Grodziskie or Grätzer are similar, traditional smoked beers from Poland, but made from wheat and highly carbonated, and with a perhaps older history, although they saw a period of no production in the late 1990s.
Smoked beers outside Germany and Poland
- In Australia, the Feral Brewing Company, in Western Australia, makes a smoked porter. In addition Gulf Brewery, in South Australia, make a 'Smoke Stack' rauchbier.
- In Brazil, Eisenbahn produces a smoked beer called 'Eisenbahn Rauchbier', using malts imported from Bamberg.
- In Canada, Les Trois Mousquetaires makes a smoked beer, and Half Pints Brewing Company the seasonal 'Smoktoberfest'. Also, Church-Key brewing of Campbellford, Ontario produces a peat smoked Scotch ale called 'Holy Smoke'. Cameron's brewing in Oakville, Ontario produces 'Bamburg Castle' smoked ale. Moosehead Breweries Small Batch label now produces a smoked lager using magnum hops.
- In Chile, Cervecería La Montaña produces 'Yuta', a smoked Munich dunkel (5,6% abv) with traditional German ingredients, although it doesn't follow the classic base beer styles from Bamberg's Rauchbiere.
- In Italy, Birrificio Lambrate make two smoked stout beers, the draught or bottled 'Ghisa' (5% ABV) and the bottled 'Imperial Ghisa' (8.5%).

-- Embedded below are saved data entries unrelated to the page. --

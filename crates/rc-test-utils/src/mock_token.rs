//! Mock `TokenIssuer`.

use async_trait::async_trait;
use room_coordinator::audio::{AudioGrant, TokenIssuer};
use room_coordinator::errors::CoordinatorError;
use room_coordinator::models::{RoomId, UserId};
use secrecy::SecretString;
use std::sync::{Arc, Mutex};
use std::time::Duration;

#[derive(Debug, Default)]
struct Inner {
    failure: Option<String>,
    delay: Option<Duration>,
    calls: Vec<(RoomId, UserId)>,
}

/// Token issuer that grants a fixed token, optionally after a delay or with a
/// scripted failure.
#[derive(Debug, Clone, Default)]
pub struct MockTokenIssuer {
    inner: Arc<Mutex<Inner>>,
}

impl MockTokenIssuer {
    #[must_use]
    pub fn new() -> Self {
        Self::default()
    }

    /// Every request fails with `TokenError(message)`.
    #[must_use]
    pub fn failing(self, message: &str) -> Self {
        self.set_failure(Some(message.to_string()));
        self
    }

    /// Every request waits `delay` before answering.
    #[must_use]
    pub fn with_delay(self, delay: Duration) -> Self {
        self.inner.lock().unwrap().delay = Some(delay);
        self
    }

    pub fn set_failure(&self, message: Option<String>) {
        self.inner.lock().unwrap().failure = message;
    }

    pub fn calls(&self) -> Vec<(RoomId, UserId)> {
        self.inner.lock().unwrap().calls.clone()
    }
}

#[async_trait]
impl TokenIssuer for MockTokenIssuer {
    async fn issue_token(
        &self,
        room_id: RoomId,
        user_id: &UserId,
    ) -> Result<AudioGrant, CoordinatorError> {
        let (delay, failure) = {
            let mut inner = self.inner.lock().unwrap();
            inner.calls.push((room_id, user_id.clone()));
            (inner.delay, inner.failure.clone())
        };

        if let Some(delay) = delay {
            tokio::time::sleep(delay).await;
        }

        if let Some(message) = failure {
            return Err(CoordinatorError::TokenError(message));
        }

        Ok(AudioGrant {
            access_token: SecretString::from(format!("test-token-{room_id}-{user_id}")),
            server_url: "wss://audio.test.local".to_string(),
            room_display_name: room_id.to_string(),
        })
    }
}
//! Observability for the Room Coordinator.
//!
//! The crate records through the `metrics` facade only; the embedding
//! application decides whether a recorder is installed and where it exports.
//!
//! # Privacy by Default
//!
//! Instrumented functions use `#[instrument(skip_all)]` with explicit field
//! allow-listing. Room and user identifiers appear in spans but never in metric
//! labels. Access tokens are never logged.
//!
//! # Metrics
//!
//! | Metric | Type | Labels | Purpose |
//! |--------|------|--------|---------|
//! | `rc_rooms_created_total` | Counter | none | Rooms created by this client |
//! | `rc_room_joins_total` | Counter | `outcome` | Join attempts by result |
//! | `rc_rooms_closed_total` | Counter | none | Rooms closed on leave |
//! | `rc_audio_connect_total` | Counter | `outcome` | Audio connect attempts by result |
//! | `rc_audio_connected` | Gauge | none | 1 while a transport connection is live |
//! | `rc_silence_timeouts_total` | Counter | none | Sessions ended by the silence watchdog |
//! | `rc_presence_resyncs_total` | Counter | `trigger` | Presence snapshot reloads |
//! | `rc_presence_events_throttled_total` | Counter | none | Change events dropped inside the window |

pub mod metrics;

pub use metrics::{
    record_audio_connect, record_presence_event_throttled, record_presence_resync,
    record_room_closed, record_room_created, record_room_join, record_silence_timeout,
    set_audio_connected,
};
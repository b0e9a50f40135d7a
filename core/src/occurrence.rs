//! Planet occurrence rates over the bin grid and the yield grid.
//!
//! A population is described by a joint density `f(a, R)` over semi-major
//! axis (AU) and planetary radius (Earth radii), normalised to one planet
//! per star, and an overall occurrence rate `eta`.  The expected number of
//! planets per star in a bin is approximated from the four bin corners,
//! like the depth-of-search bin integrator:
//!
//! ```text
//! etas[i, j] = mean(f at the four corners) · Δa_j · ΔR_i · eta
//! ```

use ndarray::{Array1, Array2, ArrayView1};

use crate::types::Population;
use crate::visibility::bin_average;

/// Joint probability density of planets over `(a [AU], R [R⊕])`.
pub trait PlanetDensity: Sync {
    fn density(&self, a: f64, r: f64) -> f64;
}

/// Separable density, log-uniform in both semi-major axis and radius over
/// the population ranges and zero outside them.
#[derive(Clone, Debug, PartialEq)]
pub struct LogUniformPopulation {
    amin: f64,
    amax: f64,
    rmin: f64,
    rmax: f64,
}

impl LogUniformPopulation {
    pub fn new(amin: f64, amax: f64, rmin: f64, rmax: f64) -> Self {
        Self { amin, amax, rmin, rmax }
    }

    pub fn from_population(pop: &Population) -> Self {
        Self::new(pop.amin, pop.amax, pop.rmin, pop.rmax)
    }
}

impl PlanetDensity for LogUniformPopulation {
    fn density(&self, a: f64, r: f64) -> f64 {
        if a < self.amin || a > self.amax || r < self.rmin || r > self.rmax {
            return 0.0;
        }
        1.0 / (a * (self.amax / self.amin).ln()) / (r * (self.rmax / self.rmin).ln())
    }
}

impl<F> PlanetDensity for F
where
    F: Fn(f64, f64) -> f64 + Sync,
{
    fn density(&self, a: f64, r: f64) -> f64 {
        self(a, r)
    }
}

fn widths(edges: ArrayView1<f64>) -> Array1<f64> {
    &edges.slice(ndarray::s![1..]) - &edges.slice(ndarray::s![..-1])
}

/// Occurrence rate of every bin, shape `(redges.len() - 1, aedges.len() - 1)`.
///
/// `aedges` are in AU and `redges` in Earth radii.
pub fn occurrence_grid(
    aedges: ArrayView1<f64>,
    redges: ArrayView1<f64>,
    density: &dyn PlanetDensity,
    eta: f64,
) -> Array2<f64> {
    let corners = Array2::from_shape_fn((redges.len(), aedges.len()), |(i, j)| {
        density.density(aedges[j], redges[i])
    });
    let mut etas = bin_average(&corners);
    if etas.is_empty() {
        return etas;
    }

    let da = widths(aedges);
    let dr = widths(redges);
    for ((i, j), v) in etas.indexed_iter_mut() {
        *v *= da[j] * dr[i] * eta;
    }
    etas
}

/// Depth of search weighted by occurrence rate, bin by bin.
pub fn dos_occ(dos: &Array2<f64>, etas: &Array2<f64>) -> Array2<f64> {
    dos * etas
}

#[cfg(test)]
mod tests {
    use super::*;
    use crate::types::log_edges;
    use approx::assert_relative_eq;
    use ndarray::array;

    #[test]
    fn log_uniform_grid_sums_to_eta() {
        let pop = LogUniformPopulation::new(0.1, 100.0, 0.35, 45.0);
        let a = log_edges(0.1, 100.0, 100);
        let r = log_edges(0.35, 45.0, 30);
        let etas = occurrence_grid(a.view(), r.view(), &pop, 0.8);

        assert_eq!(etas.dim(), (30, 100));
        assert!(etas.iter().all(|&v| v > 0.0));
        // corner averaging of 1/x over log bins overestimates slightly
        assert_relative_eq!(etas.sum(), 0.8, max_relative = 1e-2);
    }

    #[test]
    fn density_vanishes_outside_population() {
        let pop = LogUniformPopulation::new(1.0, 10.0, 1.0, 4.0);
        assert_eq!(pop.density(0.5, 2.0), 0.0);
        assert_eq!(pop.density(2.0, 5.0), 0.0);
        assert!(pop.density(1.0, 1.0) > 0.0);
    }

    #[test]
    fn closures_are_densities() {
        let uniform = |_a: f64, _r: f64| 0.5;
        let etas = occurrence_grid(array![1.0, 2.0, 4.0].view(), array![1.0, 3.0].view(), &uniform, 2.0);
        assert_eq!(etas, array![[2.0, 4.0]]);
    }

    #[test]
    fn yield_grid_is_elementwise_product() {
        let dos = array![[1.0, 2.0], [0.0, 3.0]];
        let etas = array![[0.5, 0.25], [4.0, 2.0]];
        assert_eq!(dos_occ(&dos, &etas), array![[0.5, 0.5], [0.0, 6.0]]);
    }
}
//! Python bindings, compiled with the `python` feature.
//!
//! Grids cross the boundary as nested lists (row-major, rows follow
//! radius); surveys are passed as JSON documents.

use ndarray::Array2;
use pyo3::exceptions::{PyRuntimeError, PyValueError};
use pyo3::prelude::*;

use crate::ck;
use crate::pipeline::{DepthOfSearch, DosError};
use crate::selection;
use crate::types::{DosParams, DosResult, Survey};

fn to_py_err(e: DosError) -> PyErr {
    match e {
        DosError::Survey(_) | DosError::Grid(_) => PyValueError::new_err(e.to_string()),
        DosError::Ck(_) | DosError::Selection(_) => PyRuntimeError::new_err(e.to_string()),
    }
}

fn rows(grid: &Array2<f64>) -> Vec<Vec<f64>> {
    grid.outer_iter().map(|row| row.to_vec()).collect()
}

// ---------------------------------------------------------------------------
// DosParams
// ---------------------------------------------------------------------------

#[pymethods]
impl DosParams {
    #[new]
    #[pyo3(signature = (abins=100, rbins=30, max_time=365.0, int_cutoff=30.0, n_workers=0, time_limit_secs=None))]
    pub fn py_new(
        abins: usize,
        rbins: usize,
        max_time: f64,
        int_cutoff: f64,
        n_workers: usize,
        time_limit_secs: Option<f64>,
    ) -> Self {
        Self {
            abins,
            rbins,
            max_time,
            int_cutoff,
            n_workers,
            time_limit_secs,
        }
    }

    fn __repr__(&self) -> String {
        format!(
            "DosParams(abins={}, rbins={}, max_time={:.1} d, int_cutoff={:.1} d, workers={})",
            self.abins, self.rbins, self.max_time, self.int_cutoff, self.n_workers,
        )
    }
}

// ---------------------------------------------------------------------------
// DosResult
// ---------------------------------------------------------------------------

/// Result of a depth-of-search run, as seen from Python.
#[pyclass(name = "DosResult")]
pub struct PyDosResult {
    inner: DosResult,
}

#[pymethods]
impl PyDosResult {
    #[getter]
    fn num_obs(&self) -> usize {
        self.inner.num_obs
    }

    #[getter]
    fn selected(&self) -> Vec<usize> {
        self.inner.selected.clone()
    }

    #[getter]
    fn names(&self) -> Vec<String> {
        self.inner.names.clone()
    }

    #[getter]
    fn ck(&self) -> Vec<f64> {
        self.inner.ck.clone()
    }

    #[getter]
    fn objective(&self) -> f64 {
        self.inner.objective
    }

    #[getter]
    fn aedges(&self) -> Vec<f64> {
        self.inner.aedges.to_vec()
    }

    #[getter]
    fn redges(&self) -> Vec<f64> {
        self.inner.redges.to_vec()
    }

    #[getter]
    fn dos(&self) -> Vec<Vec<f64>> {
        rows(&self.inner.dos)
    }

    #[getter]
    fn occ_rates(&self) -> Vec<Vec<f64>> {
        rows(&self.inner.occ_rates)
    }

    #[getter]
    fn dos_occ(&self) -> Vec<Vec<f64>> {
        rows(&self.inner.dos_occ)
    }

    #[getter]
    fn processing_time_ms(&self) -> u64 {
        self.inner.processing_time_ms
    }

    /// Serialise the result to a JSON string for interoperability.
    pub fn to_json(&self) -> PyResult<String> {
        self.inner.to_json().map_err(|e| PyValueError::new_err(e.to_string()))
    }

    fn __repr__(&self) -> String {
        format!(
            "DosResult(num_obs={}, objective={:.4}, grid={:?}, time={}ms)",
            self.inner.num_obs,
            self.inner.objective,
            self.inner.dos.dim(),
            self.inner.processing_time_ms,
        )
    }
}

// ---------------------------------------------------------------------------
// DepthOfSearch
// ---------------------------------------------------------------------------

/// The depth-of-search engine, exposed to Python as `DepthOfSearch`.
#[pyclass(name = "DepthOfSearch")]
pub struct PyDepthOfSearch {
    engine: DepthOfSearch,
}

#[pymethods]
impl PyDepthOfSearch {
    #[new]
    #[pyo3(signature = (params=None))]
    pub fn new(params: Option<DosParams>) -> Self {
        Self {
            engine: DepthOfSearch::new(params.unwrap_or_default()),
        }
    }

    /// Run on a survey given as a JSON document.
    pub fn run(&self, py: Python<'_>, survey_json: &str) -> PyResult<PyDosResult> {
        let survey = Survey::from_json(survey_json).map_err(|e| PyValueError::new_err(e.to_string()))?;
        let inner = py
            .allow_threads(|| self.engine.run(&survey))
            .map_err(to_py_err)?;
        Ok(PyDosResult { inner })
    }

    fn __repr__(&self) -> String {
        format!("DepthOfSearch({:?})", self.engine.params())
    }
}

// ---------------------------------------------------------------------------
// Free functions
// ---------------------------------------------------------------------------

/// ck of every star; see `ck::find_ck`.  `rexp` is in AU.
#[pyfunction]
#[pyo3(name = "find_ck", signature = (amin, amax, smin, smax, cmin, pexp, rexp, offset=true))]
#[allow(clippy::too_many_arguments)]
pub fn py_find_ck(
    amin: f64,
    amax: f64,
    smin: Vec<f64>,
    smax: Vec<f64>,
    cmin: f64,
    pexp: f64,
    rexp: f64,
    offset: bool,
) -> PyResult<Vec<f64>> {
    let mut values = ck::find_ck(amin, amax, &smin, &smax, cmin, pexp, rexp)
        .map_err(|e| PyValueError::new_err(e.to_string()))?;
    if offset {
        ck::apply_offset(&mut values);
    }
    Ok(values)
}

/// Optimal star selection: returns `(indices, objective)`.
#[pyfunction]
#[pyo3(name = "select_obs", signature = (t0, max_time, ck, time_limit_secs=None))]
pub fn py_select_obs(
    t0: Vec<f64>,
    max_time: f64,
    ck: Vec<f64>,
    time_limit_secs: Option<f64>,
) -> PyResult<(Vec<usize>, f64)> {
    let mut selector = selection::StarSelector::new();
    if let Some(secs) = time_limit_secs {
        let limit = std::time::Duration::try_from_secs_f64(secs).map_err(|e| PyValueError::new_err(e.to_string()))?;
        selector = selector.with_time_limit(limit);
    }
    let sel = selector.solve(&t0, max_time, &ck).map_err(|e| match e {
        selection::SelectionError::TimeLimitReached { .. } => PyRuntimeError::new_err(e.to_string()),
        _ => PyValueError::new_err(e.to_string()),
    })?;
    Ok((sel.indices, sel.objective))
}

- In Lithuania, Dundulis brewery produces a smoked beer called 'Juodvarnių'.
- In the Netherlands, Emelisse produces a traditional German-style smoked beer, as well as a smoked porter and a peated Russian imperial stout. Brouwerij De Molen has several different smoked beers, such as 'Bloed, Zweet & Tranen' and 'Rook & Vuur'. Othmar also produces a traditional smoked beer, named 'Rauchbier'.
- In the United Kingdom, Meantime Brewery produces 'Winter Time', a smoked old ale, and Kelham Island Brewery in Sheffield made 'Brooklyn Smoked Porter' in association with Brooklyn Brewery. Adnams bottles its 'Smoked Ruby' (4.7% ABV) using cherry wood and has brewed a similar, limited edition, '1659 Smoked Ruby Ale' to commemorate the 1659 fire of Southwold. Beavertown brews a smoked porter called 'Smog Rocket'.
- In the United States, the Alaskan Brewing Company, Caldera Brewing Company, 49th State Brewing, Great Basin Brewing Company, New Glarus Brewing Company, Revolution Brewing, Surly Brewing Company, Jack's Abby, Red Rock Brewing, Samuel Adams and Queen City Brewery make and distribute smoked beers influenced by the Rauchbiere of Bamberg. Tomfoolery Brewing in Hammonton, NJ has a cherry wood smoked lager called 'Rauchbier'. Switchback Brewing in Burlington, VT has a line of beers using smoked malt applied to a variety of styles. The New Paltz Brewing Company in the Hudson Valley, NY makes both a Rauchbier lager and a smoked wheat beer.